Entries taken from a collection
┄┄┄┄┄┄┄┄┄┄

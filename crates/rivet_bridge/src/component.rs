// component.rs - Component type descriptors
//
// Components are identified by their symbolic name, not by Rust TypeIds.
// The host matches query component names against its own storage, so the
// name is the contract that must agree on both sides of the boundary.

use crate::error::BridgeError;
use bytemuck::Pod;
use std::mem::{align_of, size_of};

/// One fixed-width field inside a component record, by offset.
#[derive(Clone, Copy, Debug, PartialEq, Eq)]
pub struct FieldMeta {
    pub name: &'static str,
    pub offset: usize,
}

/// Metadata describing a component's memory layout.
///
/// Identical descriptors on both sides of the native boundary must describe
/// identical layouts. The bridge trusts this without re-validating bytes at
/// runtime; layout correctness is a build-time contract.
#[derive(Clone, Copy, Debug, PartialEq, Eq)]
pub struct ComponentMeta {
    pub name: &'static str,
    pub size: usize,
    pub align: usize,
    pub fields: &'static [FieldMeta],
}

/// Trait for component records the host may hand back by address.
///
/// The `Pod` bound is what makes the reinterpret in the update trampolines
/// sound on the Rust side: no drop glue, no padding-sensitive invariants,
/// any bit pattern valid.
pub trait HostComponent: Pod {
    /// Symbolic name used for host-side query matching.
    const NAME: &'static str;

    /// Ordered field layout, for diagnostics.
    const FIELDS: &'static [FieldMeta];

    /// Build the runtime descriptor for this component.
    fn meta() -> ComponentMeta {
        ComponentMeta {
            name: Self::NAME,
            size: size_of::<Self>(),
            align: align_of::<Self>(),
            fields: Self::FIELDS,
        }
    }
}

/// Name-indexed set of component descriptors for one plugin.
///
/// Built once at the start of the registration sequence and read-only
/// afterwards. Discovery uses it to resolve query names; the symbol table
/// uses it to know which per-component host symbols to bind.
#[derive(Debug)]
pub struct ComponentRegistry {
    metas: Vec<ComponentMeta>,
}

impl ComponentRegistry {
    /// Build a registry from the plugin's component manifest.
    ///
    /// Exact duplicates collapse to one entry; a name registered twice with
    /// a different layout is an authoring defect and fails the sequence.
    pub fn from_metas(metas: Vec<ComponentMeta>) -> Result<Self, BridgeError> {
        let mut unique: Vec<ComponentMeta> = Vec::with_capacity(metas.len());
        for meta in metas {
            match unique.iter().position(|m| m.name == meta.name) {
                Some(i) if unique[i] == meta => {}
                Some(_) => {
                    return Err(BridgeError::ComponentLayoutConflict { name: meta.name });
                }
                None => unique.push(meta),
            }
        }
        Ok(Self { metas: unique })
    }

    /// Look up a component descriptor by its symbolic name.
    pub fn lookup(&self, name: &str) -> Option<&ComponentMeta> {
        self.metas.iter().find(|m| m.name == name)
    }

    pub fn iter(&self) -> impl Iterator<Item = &ComponentMeta> {
        self.metas.iter()
    }

    pub fn len(&self) -> usize {
        self.metas.len()
    }

    pub fn is_empty(&self) -> bool {
        self.metas.is_empty()
    }
}

/// Implement [`HostComponent`] for a `#[repr(C)]` POD struct.
///
/// # Example
/// ```ignore
/// #[repr(C)]
/// #[derive(Clone, Copy, Pod, Zeroable)]
/// struct Velocity { velocity: Vec3 }
///
/// define_component!(Velocity, "Velocity", velocity);
/// ```
#[macro_export]
macro_rules! define_component {
    ($ty:ty, $name:literal) => {
        impl $crate::HostComponent for $ty {
            const NAME: &'static str = $name;
            const FIELDS: &'static [$crate::FieldMeta] = &[];
        }
    };
    ($ty:ty, $name:literal, $($field:ident),+ $(,)?) => {
        impl $crate::HostComponent for $ty {
            const NAME: &'static str = $name;
            const FIELDS: &'static [$crate::FieldMeta] = &[
                $(
                    $crate::FieldMeta {
                        name: stringify!($field),
                        offset: ::core::mem::offset_of!($ty, $field),
                    },
                )+
            ];
        }
    };
}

┄┄┄┄┄┄┄┄┄┄

* WHAT THIS TASK INVOLVES *
Using the records above, list each line that includes "const".

* SOLUTION TO THIS EXERCISE *
    const NAME: &'static str;
    const FIELDS: &'static [FieldMeta];
            const NAME: &'static str = $name;
            const FIELDS: &'static [$crate::FieldMeta] = &[];
            const NAME: &'static str = $name;
            const FIELDS: &'static [$crate::FieldMeta] = &[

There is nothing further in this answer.